Le Bureau de jugement peut ordonner toutes mesures destinées à la conservation des preuves, désigner un ou deux conseillers rapporteurs pour la mise en état de l’affaire (Art.1454-19_1 du Code Trav.).
Si le jugement n’est pas rendu sur le champ, le Bureau de jugement doit informer de la date à laquelle la décision sera rendue, et en cas de prolongation, la nouvelle date (Art.R1454-31 du Code du Trav.).

Le délai de jugement est de moins de trois mois pour les affaires simples avec une formation restreinte de deux conseillers, un employeur, un salarié, de six mois pour les affaires normales avec une formation de quatre conseillers et sans délai imposé pour les affaires complexes orientées par le BCO devant une composition de départage avec un juge président.

La juridiction des référés demeure.

  • Le licenciement économique : le dépôt au greffe par l’employeur dans un délai de huit jours à compter de la réception de la lettre de convocation à l’audience du BCO des documents exigés par l’article L. 1235-9 du Code du travail est confirmé.
  • La procédure d’appel avec représentation obligatoire par avocat ou défenseur syndical constitue une mesure nouvelle (Art. 1461 ;1 et 2 du C.Trav..). Pratiquement cela ne change pas : les parties se présentent rarement en personne. L’aide juridictionnelle est utilisée en cas de ressources insuffisantes.
  • Le recours à la médiation est facilité, à tous les stades de la procédure (Art. 1471-2 du Code du Trav.).
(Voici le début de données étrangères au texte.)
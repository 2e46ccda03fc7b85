//! Producer/consumer dependency graph over an operation sequence.
//!
//! Nodes are positions in the sequence the graph was built from. An edge
//! `consumer → producer` exists when the consumer reads a column the producer
//! writes. A column may have several producers (ids get reused when an
//! operation is redone), so this is an over-approximation and may contain
//! cycles. It is never a single-producer DAG.
//!
//! ```text
//!   Import ──writes──▶ c2 ──read by──▶ Fold ──writes──▶ c3 ──read by──▶ SetSemanticType
//!
//!   edges:  Fold → Import,  SetSemanticType → Fold
//! ```

use std::collections::{BTreeSet, HashMap};
use strata_core::{ColumnId, OperationId, OperationRecord};

/// Index of an operation inside the sequence a [`LineageGraph`] was built from.
pub type NodeIndex = usize;

/// Arena representation of the lineage graph.
#[derive(Debug, Clone, Default)]
pub struct LineageGraph {
    ids: Vec<OperationId>,
    index: HashMap<OperationId, NodeIndex>,
    producers: Vec<Vec<NodeIndex>>,
    consumers: Vec<Vec<NodeIndex>>,
    produced_by: HashMap<ColumnId, Vec<NodeIndex>>,
}

impl LineageGraph {
    /// Build the graph for `operations`.
    ///
    /// Producers of a column are kept in sequence order. Each node's edge list
    /// is deduplicated and ascending.
    pub fn build(operations: &[OperationRecord]) -> Self {
        let mut produced_by: HashMap<ColumnId, Vec<NodeIndex>> = HashMap::new();
        let mut index = HashMap::with_capacity(operations.len());
        let mut ids = Vec::with_capacity(operations.len());

        for (idx, op) in operations.iter().enumerate() {
            ids.push(op.operation_id);
            index.entry(op.operation_id).or_insert(idx);
            for output in op.output_columns() {
                produced_by.entry(output.clone()).or_default().push(idx);
            }
        }

        let mut producers = Vec::with_capacity(operations.len());
        let mut consumers: Vec<Vec<NodeIndex>> = vec![Vec::new(); operations.len()];

        for (idx, op) in operations.iter().enumerate() {
            let mut edges = BTreeSet::new();
            for input in op.input_columns() {
                if let Some(sources) = produced_by.get(input) {
                    edges.extend(sources.iter().copied().filter(|&p| p != idx));
                }
            }
            for &producer in &edges {
                consumers[producer].push(idx);
            }
            producers.push(edges.into_iter().collect());
        }

        Self {
            ids,
            index,
            producers,
            consumers,
            produced_by,
        }
    }

    pub fn len(&self) -> usize {
        self.ids.len()
    }

    pub fn is_empty(&self) -> bool {
        self.ids.is_empty()
    }

    /// Total number of consumer → producer edges.
    pub fn edge_count(&self) -> usize {
        self.producers.iter().map(Vec::len).sum()
    }

    pub fn index_of(&self, operation_id: &OperationId) -> Option<NodeIndex> {
        self.index.get(operation_id).copied()
    }

    pub fn operation_id(&self, node: NodeIndex) -> Option<OperationId> {
        self.ids.get(node).copied()
    }

    /// Operations whose outputs `node` reads.
    pub fn producers_of(&self, node: NodeIndex) -> &[NodeIndex] {
        self.producers.get(node).map(Vec::as_slice).unwrap_or(&[])
    }

    /// Operations that read an output of `node`.
    pub fn consumers_of(&self, node: NodeIndex) -> &[NodeIndex] {
        self.consumers.get(node).map(Vec::as_slice).unwrap_or(&[])
    }

    /// Every operation that writes `column`, earliest first.
    pub fn producers_of_column(&self, column: &ColumnId) -> &[NodeIndex] {
        self.produced_by
            .get(column)
            .map(Vec::as_slice)
            .unwrap_or(&[])
    }

    pub fn has_producers(&self, node: NodeIndex) -> bool {
        !self.producers_of(node).is_empty()
    }

    /// Nodes without producer edges.
    pub fn roots(&self) -> impl Iterator<Item = NodeIndex> + '_ {
        (0..self.len()).filter(move |&node| !self.has_producers(node))
    }
}
#[cfg(test)]
mod tests {
    use super::*;
    use strata_core::{OperationKind, OperationTags, ReplayError, WorksheetId};

    fn op(kind: OperationKind, inputs: &[&str], outputs: &[&str], params: Parameters) -> OperationRecord {
        OperationRecord::new(kind, OperationTags::TRANSFORMATION, WorksheetId::from("WS1"))
            .with_inputs(inputs.iter().copied())
            .with_outputs(outputs.iter().copied())
            .with_parameters(params)
    }

    fn code(source: &str) -> Parameters {
        Parameters::new().with("transformationCode", source)
    }

    fn accept_all() -> ReplayRegistry {
        ReplayRegistry::new().with_fallback(
            |_: &OperationRecord, _: &Parameters| -> Result<(), ReplayError> { Ok(()) },
        )
    }

    #[test]
    fn test_non_edits_pass_through() {
        let ops = vec![
            op(OperationKind::ImportColumn, &[], &["c1"], Parameters::new()),
            op(OperationKind::SubmitTransform, &["c1"], &["c2"], code("a")),
            op(OperationKind::SubmitTransform, &["c1"], &["c2"], code("b")),
        ];
        let registry = accept_all();
        let result = Consolidator::new(&registry).consolidate(&ops);
        assert_eq!(result.operations, ops);
        assert_eq!(result.report, ConsolidationReport::default());
    }

    #[test]
    fn test_edit_chain_collapses_onto_base() {
        let base = op(
            OperationKind::SubmitTransform,
            &["c1"],
            &["x"],
            code("p1").with("hNodeId", "c1"),
        );
        let edit1 = op(
            OperationKind::SubmitEditTransform,
            &["c1"],
            &["x"],
            code("p2").with("note", "intermediate"),
        );
        let edit2 = op(OperationKind::SubmitEditTransform, &["c1"], &["x"], code("p3"));
        let ops = vec![base.clone(), edit1.clone(), edit2.clone()];

        let registry = accept_all();
        let result = Consolidator::new(&registry).consolidate(&ops);

        assert_eq!(result.operations.len(), 1);
        let survivor = &result.operations[0];
        assert_eq!(survivor.operation_id, base.operation_id);
        assert_eq!(survivor.parameters(), &code("p3").with("hNodeId", "c1"));
        assert_eq!(
            result.report.absorbed,
            vec![
                AbsorbedEdit { edit_id: edit1.operation_id, base_id: base.operation_id },
                AbsorbedEdit { edit_id: edit2.operation_id, base_id: base.operation_id },
            ]
        );
        assert_eq!(result.report.dropped_count(), 2);
    }

    #[test]
    fn test_edits_without_base_keep_last() {
        let edit1 = op(OperationKind::SubmitEditTransform, &["c1"], &["x"], code("a"));
        let edit2 = op(OperationKind::SubmitEditTransform, &["c1"], &["x"], code("b"));
        let other = op(OperationKind::Fold, &["c1"], &["y"], Parameters::new());
        let ops = vec![edit1.clone(), other.clone(), edit2.clone()];

        let registry = ReplayRegistry::new();
        let result = Consolidator::new(&registry).consolidate(&ops);

        assert_eq!(result.operations, vec![other, edit2]);
        assert_eq!(result.report.superseded, vec![edit1.operation_id]);
        assert!(result.report.failed_merges.is_empty());
    }

    #[test]
    fn test_failed_replay_keeps_both() {
        let base = op(OperationKind::SubmitTransform, &["c1"], &["x"], code("ok"));
        let edit = op(OperationKind::SubmitEditTransform, &["c1"], &["x"], code("broken("));
        let ops = vec![base.clone(), edit.clone()];

        let registry = ReplayRegistry::new().with(
            OperationKind::SubmitTransform,
            |record: &OperationRecord, params: &Parameters| -> Result<(), ReplayError> {
                match params.get_str("transformationCode") {
                    Some(src) if src.ends_with('(') => Err(ReplayError::Rejected {
                        operation_id: record.operation_id,
                        kind: record.kind.clone(),
                        reason: "syntax error".to_string(),
                    }),
                    _ => Ok(()),
                }
            },
        );
        let result = Consolidator::new(&registry).consolidate(&ops);

        assert_eq!(result.operations, ops);
        assert_eq!(result.report.failed_merges.len(), 1);
        let failure = &result.report.failed_merges[0];
        assert_eq!(failure.edit_id, edit.operation_id);
        assert_eq!(failure.base_id, base.operation_id);
        assert!(failure.reason.contains("syntax error"));
    }

    #[test]
    fn test_missing_replayer_is_a_failed_merge() {
        let base = op(OperationKind::SubmitTransform, &["c1"], &["x"], code("a"));
        let edit = op(OperationKind::SubmitEditTransform, &["c1"], &["x"], code("b"));
        let registry = ReplayRegistry::new();
        let result = Consolidator::new(&registry).consolidate(&[base, edit]);
        assert_eq!(result.operations.len(), 2);
        assert_eq!(result.report.failed_merges.len(), 1);
    }

    #[test]
    fn test_edit_needs_identical_output_set() {
        let base = op(OperationKind::SubmitTransform, &["c1"], &["x", "y"], code("a"));
        let edit = op(OperationKind::SubmitEditTransform, &["c1"], &["x"], code("b"));
        let ops = vec![base, edit];
        let registry = accept_all();
        let result = Consolidator::new(&registry).consolidate(&ops);
        assert_eq!(result.operations, ops);
    }

    #[test]
    fn test_edit_ignores_base_of_other_kind() {
        let fold = op(OperationKind::Fold, &["c1"], &["x"], Parameters::new());
        let edit = op(OperationKind::SubmitEditTransform, &["c1"], &["x"], code("b"));
        let ops = vec![fold, edit];
        let registry = accept_all();
        let result = Consolidator::new(&registry).consolidate(&ops);
        assert_eq!(result.operations, ops);
        assert!(result.report.absorbed.is_empty());
    }

    #[test]
    fn test_merge_target_is_latest_base() {
        let first = op(OperationKind::SubmitTransform, &["c1"], &["x"], code("a"));
        let second = op(OperationKind::SubmitTransform, &["c1"], &["x"], code("b"));
        let edit = op(OperationKind::SubmitEditTransform, &["c1"], &["x"], code("c"));
        let registry = accept_all();
        let result =
            Consolidator::new(&registry).consolidate(&[first.clone(), second.clone(), edit]);

        assert_eq!(result.operations.len(), 2);
        assert_eq!(result.operations[0], first);
        assert_eq!(result.operations[1].operation_id, second.operation_id);
        assert_eq!(result.operations[1].parameters(), &code("c"));
    }

    #[test]
    fn test_merged_base_reads_edit_inputs() {
        let base = op(OperationKind::SubmitTransform, &["c1"], &["x"], code("getValue('c1')"));
        let edit = op(OperationKind::SubmitEditTransform, &["c2"], &["x"], code("getValue('c2')"));
        let registry = accept_all();
        let result = Consolidator::new(&registry).consolidate(&[base.clone(), edit]);

        assert_eq!(result.operations.len(), 1);
        let survivor = &result.operations[0];
        assert_eq!(survivor.operation_id, base.operation_id);
        let inputs: Vec<&str> = survivor.input_columns().iter().map(|c| c.as_str()).collect();
        assert_eq!(inputs, vec!["c2"]);
        assert_eq!(survivor.output_columns(), base.output_columns());
    }

    #[test]
    fn test_edit_reading_its_own_output_is_a_failed_merge() {
        let base = op(OperationKind::SubmitTransform, &["c1"], &["x"], code("a"));
        // Recorded without validation, as a legacy log might hold it.
        let edit = op(OperationKind::SubmitEditTransform, &["x"], &["x"], code("b"));
        let ops = vec![base.clone(), edit.clone()];
        let registry = accept_all();
        let result = Consolidator::new(&registry).consolidate(&ops);

        assert_eq!(result.operations, ops);
        assert_eq!(result.report.failed_merges.len(), 1);
        assert_eq!(result.report.failed_merges[0].edit_id, edit.operation_id);
    }

    #[test]
    fn test_input_sequence_is_not_modified() {
        let base = op(OperationKind::SubmitTransform, &["c1"], &["x"], code("a"));
        let edit = op(OperationKind::SubmitEditTransform, &["c1"], &["x"], code("b"));
        let ops = vec![base, edit];
        let before = ops.clone();
        let registry = accept_all();
        let _ = Consolidator::new(&registry).consolidate(&ops);
        assert_eq!(ops, before);
    }
}
//! Replay capability, resolved by operation kind.
//!
//! Records stay plain data. Whatever knows how to re-execute a kind of
//! operation against the live worksheet registers a [`Replayer`] for that kind.

use crate::{OperationKind, OperationRecord, Parameters, ReplayError};
use std::collections::HashMap;
use std::fmt;

/// Re-executes one kind of operation with a given set of parameters.
pub trait Replayer {
    /// Apply `record`'s effect using `parameters` instead of the record's own.
    fn replay(&self, record: &OperationRecord, parameters: &Parameters)
        -> Result<(), ReplayError>;
}

impl<F> Replayer for F
where
    F: Fn(&OperationRecord, &Parameters) -> Result<(), ReplayError>,
{
    fn replay(
        &self,
        record: &OperationRecord,
        parameters: &Parameters,
    ) -> Result<(), ReplayError> {
        self(record, parameters)
    }
}

/// Lookup table from operation kind to replayer.
#[derive(Default)]
pub struct ReplayRegistry {
    replayers: HashMap<OperationKind, Box<dyn Replayer>>,
    fallback: Option<Box<dyn Replayer>>,
}

impl ReplayRegistry {
    pub fn new() -> Self {
        Self::default()
    }

    /// Register the replayer for `kind`, replacing any earlier one.
    pub fn register(&mut self, kind: OperationKind, replayer: impl Replayer + 'static) {
        self.replayers.insert(kind, Box::new(replayer));
    }

    /// Builder-style [`register`](Self::register).
    pub fn with(mut self, kind: OperationKind, replayer: impl Replayer + 'static) -> Self {
        self.register(kind, replayer);
        self
    }

    /// Replayer used for kinds without a dedicated entry.
    pub fn with_fallback(mut self, replayer: impl Replayer + 'static) -> Self {
        self.fallback = Some(Box::new(replayer));
        self
    }

    pub fn resolve(&self, kind: &OperationKind) -> Option<&dyn Replayer> {
        self.replayers
            .get(kind)
            .or(self.fallback.as_ref())
            .map(|r| &**r)
    }

    pub fn contains(&self, kind: &OperationKind) -> bool {
        self.resolve(kind).is_some()
    }

    /// Replay `record` with `parameters` through the replayer for its kind.
    pub fn replay(
        &self,
        record: &OperationRecord,
        parameters: &Parameters,
    ) -> Result<(), ReplayError> {
        match self.resolve(&record.kind) {
            Some(replayer) => replayer.replay(record, parameters),
            None => Err(ReplayError::NoReplayer {
                kind: record.kind.clone(),
            }),
        }
    }
}

impl fmt::Debug for ReplayRegistry {
    fn fmt(&self, f: &mut fmt::Formatter<'_>) -> fmt::Result {
        let mut kinds: Vec<&str> = self.replayers.keys().map(|k| k.as_str()).collect();
        kinds.sort_unstable();
        f.debug_struct("ReplayRegistry")
            .field("kinds", &kinds)
            .field("fallback", &self.fallback.is_some())
            .finish()
    }
}

#[cfg(test)]
mod tests {
    use super::*;
    use crate::{OperationTags, WorksheetId};
    use std::cell::Cell;
    use std::rc::Rc;

    fn transform() -> OperationRecord {
        OperationRecord::new(
            OperationKind::SubmitTransform,
            OperationTags::TRANSFORMATION,
            WorksheetId::from("WS1"),
        )
    }

    #[test]
    fn test_missing_replayer_is_an_error() {
        let registry = ReplayRegistry::new();
        let err = registry
            .replay(&transform(), &Parameters::new())
            .unwrap_err();
        assert_eq!(
            err,
            ReplayError::NoReplayer {
                kind: OperationKind::SubmitTransform
            }
        );
    }

    #[test]
    fn test_registered_replayer_receives_parameters() {
        let seen = Rc::new(Cell::new(0usize));
        let counter = Rc::clone(&seen);
        let registry = ReplayRegistry::new().with(
            OperationKind::SubmitTransform,
            move |_: &OperationRecord, params: &Parameters| -> Result<(), ReplayError> {
                counter.set(params.len());
                Ok(())
            },
        );

        let params = Parameters::new().with("a", 1).with("b", 2);
        registry.replay(&transform(), &params).unwrap();
        assert_eq!(seen.get(), 2);
    }

    #[test]
    fn test_fallback_covers_unregistered_kinds() {
        let registry = ReplayRegistry::new()
            .with_fallback(|_: &OperationRecord, _: &Parameters| -> Result<(), ReplayError> {
                Ok(())
            });
        assert!(registry.contains(&OperationKind::Glue));
        assert!(registry.replay(&transform(), &Parameters::new()).is_ok());
    }
}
Il faut regretter le peu de médiations acceptées dans les audiences d’appel. Venue trop tard, après un jugement ayant exacerbé les esprits, la médiation suppose une distance vis-à-vis des ressentis, très forts dans les conflits du travail.

Conclusion : vers une meilleure justice ?

L’encombrement des juridictions prud’homales relève moins de dérives procédurales que du nombre exponentiel d’affaires judiciaires dues à l’amélioration des droits des salariés dans l’exécution de leurs contrats de travail : droit à la santé physique et morale, problèmes de harcèlement, discriminations, résiliation judiciaire, prise d’acte, outre le licenciement et la requalification du CDD en CDI.

Face à cet accroissement de justice sociale, il faut augmenter les moyens de la justice en chambres sociales, en juges, en experts.

Il faut souhaiter que ces mesures procédurales permettront d’obtenir des jugements dans le délai raisonnable exigé par les principes érigés dans la Convention européenne des droits de l’homme.
L’alignement de la procédure prud’homale sur la procédure judiciaire est une garantie de bonne justice.

Toutefois, le droit social est particulier : c’est un droit d’affrontement entre l’employeur, désireux de tirer le maximum de productivité, c’est-à-dire la différence entre le gain et le coût de la production, et le salarié qui loue sa capacité professionnelle et son temps, sa vie contre un salaire destiné à le faire vivre lui et sa famille. Le Faible contre le Fort.

Le Code du Travail et la jurisprudence sociale sont le résultat d’une lutte historique en perpétuel mouvement, au fur et à mesure des transformations économiques.
C’est un droit essentiellement politique ce qui explique le rôle des syndicats.
La justice a donc un rôle de régulation essentiel et il faut espérer qu’avec les moyens promis, la formation de six jours à l’ENM (École Nationale de la Magistrature) des conseillers prud’homaux, élus par le collège salariés et employeurs, que les jugements seront rendus dans des conditions satisfaisantes.